Via dei Granatieri attualmente si trova nel Quartiere Giuliano-Dalmata, compresa tra la Via Laurentina e Via Canzone del Piave, ma la sua storia è ben più lunga e la sua collocazione ben più tormentata.
I granatieri sono i soldati di fanteria specializzati - almeno in origine - nel lancio delle granate, diffusi a partire dal XVI Secolo e molto robusti, dal momento che il loro obiettivo era quello di lanciare la propria arma il più lontano possibile.
Nel caso dell'Italia, il più noto corpo di granatieri è quella attualmente nota come Brigata meccanizzata Granatieri di Sardegna, una grande unità che affonda le proprie origini al 1659 e tra i più noti corpi dell'Esercito Italiano, a tal punto da essere quello che in occasione della parata del 2 Giugno rende gli omaggi al Presidente della Repubblica.

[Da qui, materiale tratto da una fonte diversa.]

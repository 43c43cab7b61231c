//! s0201 - find a street from witness recordings.
//!
//! Recordings are transcribed first; the local model then reasons over all
//! transcripts at once, and a second call strips the reply down to the
//! street name alone.

use crate::centrala::Centrala;
use crate::config::Env;
use crate::error::Result;
use crate::files::{collect_nonempty, file_name};
use crate::llm::ollama::BIELIK;
use crate::llm::openai::OpenAiConfig;
use crate::llm::transcribe::WHISPER;
use crate::llm::{ChatModel, Transcriber};
use crate::prompt::Prompt;
use std::collections::BTreeMap;
use std::path::{Path, PathBuf};
use tracing::info;

pub const TASK: &str = "mp3";
pub const LANGUAGE: &str = "pl";

pub const SYSTEM_PROMPT: &str = "Otrzymasz w kolejnej wiadomości listę transkrypcji zeznań świadków, którzy mogą coś wiedzieć o porwaniu Profesora Andrzeja Maja. \
Na podstawie przesłanych transkrypcji musisz ustalić nazwę na jakiej ulicy znajduje się uczelnia, na której wykłada Andrzej Maj. \
Pamiętaj, że zeznania świadków mogą być sprzeczne, niektórzy z nich mogą się mylić, a inni odpowiadać w dość dziwny sposób. \
Nazwa ulicy nie pada w treści transkrypcji. \
Musisz sam wywnioskować odpowiedź na jakiej ulicy znajduje się uczelnia na której wykłada Profesor Andrzej Maj. \
Jako odpowiedź zwróć tylko nazwę ulicy, bez żadnych dodatkowych informacji.";

pub const EXTRACT_PROMPT: &str = "Z przesłanego tekstu wyodrębniasz wyłącznie nazwę ulicy.";

#[derive(Debug, Clone)]
pub struct Options {
    pub records_dir: PathBuf,
}

impl Default for Options {
    fn default() -> Self {
        Self {
            records_dir: PathBuf::from("records"),
        }
    }
}

/// Transcripts keyed by file name, in name order. An empty directory is an
/// error.
pub async fn transcribe_dir(
    transcriber: &Transcriber,
    dir: &Path,
) -> Result<BTreeMap<String, String>> {
    let records = collect_nonempty(dir, |_| true)?;
    info!("Files to transcribe: {:?}", records);

    let mut transcripts = BTreeMap::new();
    for record in records {
        let text = transcriber.transcribe_file(&record).await?;
        info!("Transcript of {}: {}", record.display(), text);
        transcripts.insert(file_name(&record), text);
    }
    Ok(transcripts)
}

pub fn transcripts_message(transcripts: &BTreeMap<String, String>) -> String {
    let mut content = String::from("Transkrypcje zeznań świadków:\n");
    for (name, text) in transcripts {
        content.push_str(&format!(
            "nazwa pliku: {} | transkrypcja: {} . \n\n",
            name, text
        ));
    }
    content
}

/// Reason over the transcripts, extract the street, submit it.
pub async fn solve(
    model: &dyn ChatModel,
    centrala: &Centrala,
    transcripts: &BTreeMap<String, String>,
) -> Result<String> {
    let prompt = Prompt::new(SYSTEM_PROMPT).user(transcripts_message(transcripts));
    let reasoning = prompt.send(model).await?;
    info!("Model reasoning: {}", reasoning.text);

    let extract = Prompt::new(EXTRACT_PROMPT).user(format!(
        "Z przesłanego stringa musisz WYEKSTRAHOWAĆ TYLKO nazwę ulicy. String: {}",
        reasoning.text
    ));
    let street = extract.send(model).await?.text.trim().to_string();
    info!("Street: {}", street);

    centrala.report(TASK, &street).await?;
    Ok(street)
}

pub async fn run(env: &Env, options: &Options) -> Result<String> {
    let transcriber = Transcriber::new(OpenAiConfig::from_env(env, WHISPER)?, LANGUAGE)?;
    let transcripts = transcribe_dir(&transcriber, &options.records_dir).await?;
    let model = super::ollama(env, BIELIK)?;
    solve(&model, &super::centrala(env)?, &transcripts).await
}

Nel 1931, per rendere omaggio a questo corpo, il Governatore di Roma decise di riservare una strada con il nome Via dei Granatieri da far sorgere da Piazza Santa Croce in Gerusalemme e Viale Castrense - tra il Rione Esquilino ed il Quartiere Tuscolano -, in prossimità del Museo Storico dei Granatieri di Sardegna, realizzato proprio in quell'area nel 1922.
Nel 1942, con la nascita della Città Militare della Cecchignola - nell'allora Suburbi Ostiense -, si decise di dedicare la strada - che mai era stata costruita - nell'area, in cui diverse strade furono dedicate a corpi dell'esercito. Via dei Granatieri fu quindi collocata tra Via dei Genieri e la campagna.
Nel 1952, con l'istituzione di Via dei Pontieri, la strada cambiò confini: da Via dei Genieri a Via dei Pontieri.
Nel 1961 la strada, entrata a far parte del nuovo Quartiere Giuliano-Dalmata, fu nuovamente spostata e inserita tra Via Laurentina e Via Canzone del Piave.
Una storia travagliata, quasi come quella del Parco dei Granatieri di Sardegna, istituito nel 1966 ma mai assegnato ad un'area specifica, e per questa ragione soppresso solamente nel 2014.